Description
This Honey Garlic Shrimp, Sausage, and Broccoli is a savory, sweet, and slightly spicy stir-fry that’s perfect for weeknight dinners! Tender shrimp, juicy sausage, and crisp broccoli are tossed in a luscious honey garlic sauce that comes together in no time. You’ll love the combination of textures and flavors—it’s an easy one-pan recipe that’s packed with protein and veggies. Serve it over rice or noodles, and you’ll have a satisfying meal that’ll leave everyone craving more!
Ingredients
• For the Stir-Fry:
• 1 lb shrimp, peeled and deveined
• 8 oz smoked sausage, sliced into rounds
• 2 cups broccoli florets
• 1 tablespoon olive oil
• 1 tablespoon butter
• For the Honey Garlic Sauce:
• 1/4 cup honey
• 3 cloves garlic, minced
• 2 tablespoons soy sauce (low sodium recommended)

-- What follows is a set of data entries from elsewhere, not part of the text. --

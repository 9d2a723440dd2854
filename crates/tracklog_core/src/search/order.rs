//! List-view ordering of records.

use crate::model::record::Record;
use std::cmp::Ordering;

/// Sort key selected by the presentation layer.
///
/// Date and title compare lexically (dates are `YYYY-MM-DD`, so lexical is
/// chronological); duration compares numerically.
#[derive(Debug, Clone, Copy, PartialEq, Eq)]
pub enum SortKey {
    DateAsc,
    DateDesc,
    TitleAsc,
    TitleDesc,
    DurationAsc,
    DurationDesc,
}

/// Returns the collection reordered by the given key.
///
/// The sort is stable, so equal keys keep their collection order
/// (newest first).
pub fn sorted_view<'a>(records: &'a [Record], key: SortKey) -> Vec<&'a Record> {
    let mut view: Vec<&Record> = records.iter().collect();
    view.sort_by(|a, b| match key {
        SortKey::DateAsc => a.date.cmp(&b.date),
        SortKey::DateDesc => b.date.cmp(&a.date),
        SortKey::TitleAsc => a.title.cmp(&b.title),
        SortKey::TitleDesc => b.title.cmp(&a.title),
        SortKey::DurationAsc => compare_durations(a, b),
        SortKey::DurationDesc => compare_durations(b, a),
    });
    view
}

fn compare_durations(a: &Record, b: &Record) -> Ordering {
    a.duration.partial_cmp(&b.duration).unwrap_or(Ordering::Equal)
}

#[cfg(test)]
mod tests {
    use super::{sorted_view, SortKey};
    use crate::model::record::{Record, RecordId};
    use chrono::Utc;

    fn record(title: &str, date: &str, duration: f64) -> Record {
        let now = Utc::now();
        Record {
            id: RecordId::generate(),
            title: title.to_string(),
            date: date.to_string(),
            duration,
            tag: "study".to_string(),
            notes: String::new(),
            created_at: now,
            updated_at: now,
        }
    }

    #[test]
    fn sorts_by_each_key() {
        let records = vec![
            record("Beta", "2024-01-02", 20.0),
            record("Alpha", "2024-01-03", 10.0),
            record("Gamma", "2024-01-01", 30.0),
        ];

        let by_date: Vec<_> = sorted_view(&records, SortKey::DateAsc)
            .iter()
            .map(|r| r.date.as_str())
            .collect();
        assert_eq!(by_date, ["2024-01-01", "2024-01-02", "2024-01-03"]);

        let by_title: Vec<_> = sorted_view(&records, SortKey::TitleDesc)
            .iter()
            .map(|r| r.title.as_str())
            .collect();
        assert_eq!(by_title, ["Gamma", "Beta", "Alpha"]);

        let by_duration: Vec<_> = sorted_view(&records, SortKey::DurationAsc)
            .iter()
            .map(|r| r.duration)
            .collect();
        assert_eq!(by_duration, [10.0, 20.0, 30.0]);
    }
}
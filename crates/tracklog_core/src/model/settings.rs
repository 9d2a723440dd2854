//! User preference model.

use serde::{Deserialize, Serialize};

/// Session-level user preferences consulted by the aggregation layer.
#[derive(Debug, Clone, PartialEq, Serialize, Deserialize)]
pub struct Settings {
    /// Optional duration budget compared against the aggregate total.
    #[serde(default)]
    pub cap: Option<f64>,
    /// Display label for duration values.
    #[serde(default = "default_units")]
    pub units: String,
}

impl Default for Settings {
    fn default() -> Self {
        Self {
            cap: None,
            units: default_units(),
        }
    }
}

fn default_units() -> String {
    "minutes".to_string()
}
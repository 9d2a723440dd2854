//! SQLite bootstrap and schema migration entry points.
//!
//! # Responsibility
//! - Open and configure SQLite connections for tracklog core.
//! - Apply schema migrations in deterministic order.
//!
//! # Invariants
//! - Migration version is tracked via `PRAGMA user_version`.
//! - Core code must not read/write application data before migrations
//!   succeed.

use std::error::Error;
use std::fmt::{Display, Formatter};

pub mod migrations;
mod open;

pub use open::{open_db, open_db_in_memory};

pub type DbResult<T> = Result<T, DbError>;

#[derive(Debug)]
pub enum DbError {
    Sqlite(rusqlite::Error),
    UnsupportedSchemaVersion {
        db_version: u32,
        latest_supported: u32,
    },
}

impl Display for DbError {
    fn fmt(&self, f: &mut Formatter<'_>) -> std::fmt::Result {
        match self {
            Self::Sqlite(err) => write!(f, "{err}"),
            Self::UnsupportedSchemaVersion {
                db_version,
                latest_supported,
            } => write!(
                f,
                "database schema version {db_version} is newer than supported {latest_supported}"
            ),
        }
    }
}

impl Error for DbError {
    fn source(&self) -> Option<&(dyn Error + 'static)> {
        match self {
            Self::Sqlite(err) => Some(err),
            Self::UnsupportedSchemaVersion { .. } => None,
        }
    }
}

impl From<rusqlite::Error> for DbError {
    fn from(value: rusqlite::Error) -> Self {
        Self::Sqlite(value)
    }
}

• 1 tablespoon rice vinegar
• 1/2 teaspoon red pepper flakes (optional, for heat)
• Optional Garnishes:
• Sliced green onions
• Sesame seeds
Instructions
1. Prep the Sauce: In a small bowl, whisk together honey, minced garlic, soy sauce, rice vinegar, and red pepper flakes. Set aside.
2. Cook the Sausage: In a large skillet or wok, heat olive oil over medium-high heat. Add the sausage slices and cook until browned, about 3-4 minutes. Remove from the skillet and set aside.
3. Cook the Shrimp: In the same skillet, add butter. Once melted, add shrimp and cook for 2-3 minutes on each side until pink and opaque. Remove and set aside with the sausage.
4. Stir-Fry the Broccoli: Add broccoli florets to the skillet. Sauté for 3-4 minutes, until bright green and tender-crisp. If the pan seems dry, add a splash of water to help steam the broccoli.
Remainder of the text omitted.